## YOUR TASK:
Using the records below, give again exactly the lines from the line that contains "#[derive(Debug, Error)]" through the line that contains "#[derive(Debug, Clone, PartialEq, Eq)]", both ends included, and only those.

[Stored entries]
--------
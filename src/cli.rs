//! Command-line interface parsing for poelookup
//!
//! This module handles parsing of CLI arguments using clap and turns them into
//! the `LookupConfig` a session is built from. It also parses the lines read
//! by the interactive shell.

use chrono::Duration;
use clap::{Parser, Subcommand};
use reqwest::Url;
use thiserror::Error;

use crate::cache::DEFAULT_TTL_SECS;
use crate::commands::CommandKind;
use crate::data::ninja::DEFAULT_NINJA_BASE_URL;
use crate::data::wiki::DEFAULT_WIKI_BASE_URL;

/// Error types for CLI argument parsing
#[derive(Debug, Error)]
pub enum CliError {
    /// A base URL flag does not hold an absolute URL
    #[error("Invalid URL for --{flag}: '{value}'")]
    InvalidUrl { flag: &'static str, value: String },
}

/// poelookup - Path of Exile price and wiki lookups
#[derive(Parser, Debug)]
#[command(name = "poelookup")]
#[command(about = "Path of Exile item price and wiki lookups")]
#[command(version)]
pub struct Cli {
    /// Base URL of poe.ninja
    #[arg(long, value_name = "URL", default_value = DEFAULT_NINJA_BASE_URL)]
    pub ninja_url: String,

    /// Base URL of the wiki's api.php and index.php
    #[arg(long, value_name = "URL", default_value = DEFAULT_WIKI_BASE_URL)]
    pub wiki_url: String,

    /// League to price items in instead of the current challenge league
    #[arg(long, value_name = "NAME")]
    pub league: Option<String>,

    /// Seconds a fetched price page stays fresh
    #[arg(long, value_name = "SECS", default_value_t = DEFAULT_TTL_SECS as u32)]
    pub cache_ttl: u32,

    /// Per-request timeout in seconds
    #[arg(long, value_name = "SECS")]
    pub timeout: Option<u64>,

    #[command(subcommand)]
    pub command: LookupCommand,
}

/// What the binary should do
#[derive(Subcommand, Debug, Clone, PartialEq, Eq)]
pub enum LookupCommand {
    /// Look up item prices on poe.ninja
    ///
    /// Examples:
    ///   poelookup price headhunter
    ///   poelookup price the doctor
    Price {
        #[arg(required = true, value_name = "QUERY")]
        query: Vec<String>,
    },

    /// Look up an item on the wiki
    Wiki {
        #[arg(required = true, value_name = "QUERY")]
        query: Vec<String>,
    },

    /// Read "price <query>" and "wiki <query>" lines from stdin
    Shell,
}

/// Configuration derived from CLI arguments for session startup
#[derive(Debug, Clone, PartialEq, Eq)]
pub struct LookupConfig {
    /// Base URL of poe.ninja
    pub ninja_base_url: String,
    /// Base URL of the wiki scripts
    pub wiki_base_url: String,
    /// League override; resolved from poe.ninja when `None`
    pub league: Option<String>,
    /// How long catalog pages stay cached
    pub cache_ttl: Duration,
    /// Request timeout, if any
    pub timeout: Option<std::time::Duration>,
}

impl Default for LookupConfig {
    fn default() -> Self {
        Self {
            ninja_base_url: DEFAULT_NINJA_BASE_URL.to_string(),
            wiki_base_url: DEFAULT_WIKI_BASE_URL.to_string(),
            league: None,
            cache_ttl: Duration::seconds(DEFAULT_TTL_SECS),
            timeout: None,
        }
    }
}

/// Checks that `value` is an absolute URL
fn parse_base_url(flag: &'static str, value: &str) -> Result<String, CliError> {
    Url::parse(value).map_err(|_| CliError::InvalidUrl {
        flag,
        value: value.to_string(),
    })?;
    Ok(value.to_string())
}

impl LookupConfig {
    /// Creates a LookupConfig from parsed CLI arguments.
    ///
    /// # Arguments
    /// * `cli` - The parsed CLI struct
    ///
    /// # Returns
    /// * `Ok(LookupConfig)` with validated settings
    /// * `Err(CliError)` if a base URL is not a valid absolute URL
    pub fn from_cli(cli: &Cli) -> Result<Self, CliError> {
        let league = cli
            .league
            .as_deref()
            .map(str::trim)
            .filter(|league| !league.is_empty())
            .map(str::to_string);

        Ok(LookupConfig {
            ninja_base_url: parse_base_url("ninja-url", &cli.ninja_url)?,
            wiki_base_url: parse_base_url("wiki-url", &cli.wiki_url)?,
            league,
            cache_ttl: Duration::seconds(i64::from(cli.cache_ttl)),
            timeout: cli.timeout.map(std::time::Duration::from_secs),
        })
    }
}

/// Parses a shell line such as `price kaom` or `!wiki goldrim`
///
/// # Returns
/// * `Some((kind, args))` for a known command, args trimmed
/// * `None` for anything else
pub fn parse_shell_line(line: &str) -> Option<(CommandKind, &str)> {
    let line = line.trim();
    let line = line.strip_prefix('!').unwrap_or(line);
    let (name, args) = line.split_once(char::is_whitespace).unwrap_or((line, ""));

    let kind = match name.to_lowercase().as_str() {
        "price" => CommandKind::Price,
        "wiki" => CommandKind::Wiki,
        _ => return None,
    };
    Some((kind, args.trim()))
}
--------
## TASK ANSWER:
#[derive(Debug, Error)]
pub enum CliError {
    /// A base URL flag does not hold an absolute URL
    #[error("Invalid URL for --{flag}: '{value}'")]
    InvalidUrl { flag: &'static str, value: String },
}

/// poelookup - Path of Exile price and wiki lookups
#[derive(Parser, Debug)]
#[command(name = "poelookup")]
#[command(about = "Path of Exile item price and wiki lookups")]
#[command(version)]
pub struct Cli {
    /// Base URL of poe.ninja
    #[arg(long, value_name = "URL", default_value = DEFAULT_NINJA_BASE_URL)]
    pub ninja_url: String,

    /// Base URL of the wiki's api.php and index.php
    #[arg(long, value_name = "URL", default_value = DEFAULT_WIKI_BASE_URL)]
    pub wiki_url: String,

    /// League to price items in instead of the current challenge league
    #[arg(long, value_name = "NAME")]
    pub league: Option<String>,

    /// Seconds a fetched price page stays fresh
    #[arg(long, value_name = "SECS", default_value_t = DEFAULT_TTL_SECS as u32)]
    pub cache_ttl: u32,

    /// Per-request timeout in seconds
    #[arg(long, value_name = "SECS")]
    pub timeout: Option<u64>,

    #[command(subcommand)]
    pub command: LookupCommand,
}

/// What the binary should do
#[derive(Subcommand, Debug, Clone, PartialEq, Eq)]
pub enum LookupCommand {
    /// Look up item prices on poe.ninja
    ///
    /// Examples:
    ///   poelookup price headhunter
    ///   poelookup price the doctor
    Price {
        #[arg(required = true, value_name = "QUERY")]
        query: Vec<String>,
    },

    /// Look up an item on the wiki
    Wiki {
        #[arg(required = true, value_name = "QUERY")]
        query: Vec<String>,
    },

    /// Read "price <query>" and "wiki <query>" lines from stdin
    Shell,
}

/// Configuration derived from CLI arguments for session startup
#[derive(Debug, Clone, PartialEq, Eq)]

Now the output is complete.